During the Soviet times, sweets were one of the Ukraine's famous food products that were widely known across the USSR. Ukraine's candy industry was created by Soviet planners that placed confectionary factories in the region that provided more than a quarter of all Soviet agricultural output thanks to good climate and fertile "chernozem" black soil. According to the Ukrainian Trade Association Ukrkonditer, currently over 40 candy producers operate in the country, with company sizes ranging from a dozen employees to a few thousand strong.

One of the most known candy brands in Ukraine is Strela (Arrow). This candy has a very distinctive shape, taste, and structure with the base as a metal cone made from a round piece of foil. The candy is filled with a brandy-flavored cream covered with a thin layer of chocolate on the top.

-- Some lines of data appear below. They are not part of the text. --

//! Content set and document definitions
//!
//! A [`ContentSet`] is the unit being validated: an ordered list of
//! [`Document`]s plus set-level attributes. Each document declares a
//! [`Mode`] that decides which per-document and cross-document checks apply.

use std::collections::{BTreeMap, BTreeSet};
use std::fmt;
use std::path::PathBuf;

use serde::{Deserialize, Serialize};
use serde_json::Value;

/// Classification of a document, used to filter check applicability
///
/// Modes are compared by their lowercase name.
#[derive(Debug, Clone, PartialEq, Eq, PartialOrd, Ord, Hash, Serialize, Deserialize)]
#[serde(from = "String", into = "String")]
pub struct Mode(String);

impl Mode {
    /// Create a mode from its name
    pub fn new(name: impl AsRef<str>) -> Self {
        Self(name.as_ref().trim().to_lowercase())
    }

    /// The normalized mode name
    pub fn as_str(&self) -> &str {
        &self.0
    }
}

impl From<String> for Mode {
    fn from(name: String) -> Self {
        Self::new(name)
    }
}

impl From<&str> for Mode {
    fn from(name: &str) -> Self {
        Self::new(name)
    }
}

impl From<Mode> for String {
    fn from(mode: Mode) -> Self {
        mode.0
    }
}

impl fmt::Display for Mode {
    fn fmt(&self, f: &mut fmt::Formatter<'_>) -> fmt::Result {
        f.write_str(&self.0)
    }
}

/// One unit within a content set
#[derive(Debug, Clone, PartialEq, Serialize, Deserialize)]
pub struct Document {
    /// Document name, used to label issues
    pub name: String,

    /// Declared mode of the document
    pub mode: Mode,

    /// Path of the backing file, if any
    #[serde(default, skip_serializing_if = "Option::is_none")]
    pub path: Option<PathBuf>,

    /// Free-form attributes read by checks
    #[serde(default)]
    pub attributes: BTreeMap<String, Value>,
}

impl Document {
    /// Create a document with a name and mode
    pub fn new(name: impl Into<String>, mode: impl Into<Mode>) -> Self {
        Self {
            name: name.into(),
            mode: mode.into(),
            path: None,
            attributes: BTreeMap::new(),
        }
    }

    /// Set the backing file path
    pub fn with_path(mut self, path: impl Into<PathBuf>) -> Self {
        self.path = Some(path.into());
        self
    }

    /// Add an attribute
    pub fn with_attribute(mut self, key: impl Into<String>, value: impl Into<Value>) -> Self {
        self.attributes.insert(key.into(), value.into());
        self
    }
}

/// The top-level unit being validated
#[derive(Debug, Clone, PartialEq, Default, Serialize, Deserialize)]
pub struct ContentSet {
    /// Set name
    #[serde(default)]
    pub name: String,

    /// Root directory of the set on disk, if any
    #[serde(default, skip_serializing_if = "Option::is_none")]
    pub root: Option<PathBuf>,

    /// Set-level attributes
    #[serde(default)]
    pub attributes: BTreeMap<String, Value>,

    /// Documents in declaration order
    #[serde(default)]
    pub documents: Vec<Document>,
}

impl ContentSet {
    /// Create an empty content set
    pub fn new(name: impl Into<String>) -> Self {
        Self {
            name: name.into(),
            ..Default::default()
        }
    }

    /// Add a document
    pub fn with_document(mut self, document: Document) -> Self {
        self.documents.push(document);
        self
    }

    /// Add a set-level attribute
    pub fn with_attribute(mut self, key: impl Into<String>, value: impl Into<Value>) -> Self {
        self.attributes.insert(key.into(), value.into());
        self
    }

    /// Check whether any document has one of the given modes
    pub fn has_any_mode(&self, modes: &BTreeSet<Mode>) -> bool {
        self.documents.iter().any(|d| modes.contains(&d.mode))
    }

    /// Distinct modes present in the set
    pub fn modes(&self) -> BTreeSet<Mode> {
        self.documents.iter().map(|d| d.mode.clone()).collect()
    }

    /// Check if the set has no documents
    pub fn is_empty(&self) -> bool {
        self.documents.is_empty()
    }

    /// Get the number of documents
    pub fn len(&self) -> usize {
        self.documents.len()
    }
}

Strela was originated in Ukraine during Soviet times and since the trademark belonged to the former USSR, the candy currently is being produced in many factories across Ukraine and Belarus. The recipe and shape of Strela candy is quite identical from each factory; however, the individual box designs may vary. The Vinnitsa Confectionery Factory is one of the top five candy plants in Ukraine and the largest producer of Strela by volume. This brand is also manufactured in Kharkiv, Chernigiv, Poltava, and Odessa.

The dessert cake named Kyivsky torte is still a centerpiece on the holiday table in Ukraine. The cake has become one of the symbols of the country's capital city, especially by its brand name and package. The Kyivsky torte consists of biscuit layers containing ground hazelnuts and separated by butter cream filling. The cake is sold in a uniquely patterned round box with a chestnut leaf image printed on top.

The recipe for the famous cake was created at a Karl Marx confectionery factory in Kyiv in 1956 by Konstantin Petrenko, the foreman of the biscuit shop. This cake became the city's trademark, and in Soviet times the factory produced one ton per day with the demand exceeded supply for many years to come. Numerous candy factories in Ukraine and Russia have tried to copy the recipe as well as the package; however, the original producer stays ahead of competition holding on to quality ingredients and technology.

Let's Talk About Lex


The carton for premium vodka Lex has a dark blue suede-like paperboard surface accented with silver embossing. The triangular window is off-white speckled parchment, and the package parchment overwrap has silvery "Nemiroff Lex" brand watermarks. The bottle (on page 39) leaves a distinctive high-end impression, designed by a European supplier and manufactured by the Ukrainian company Lvivkartonoplast.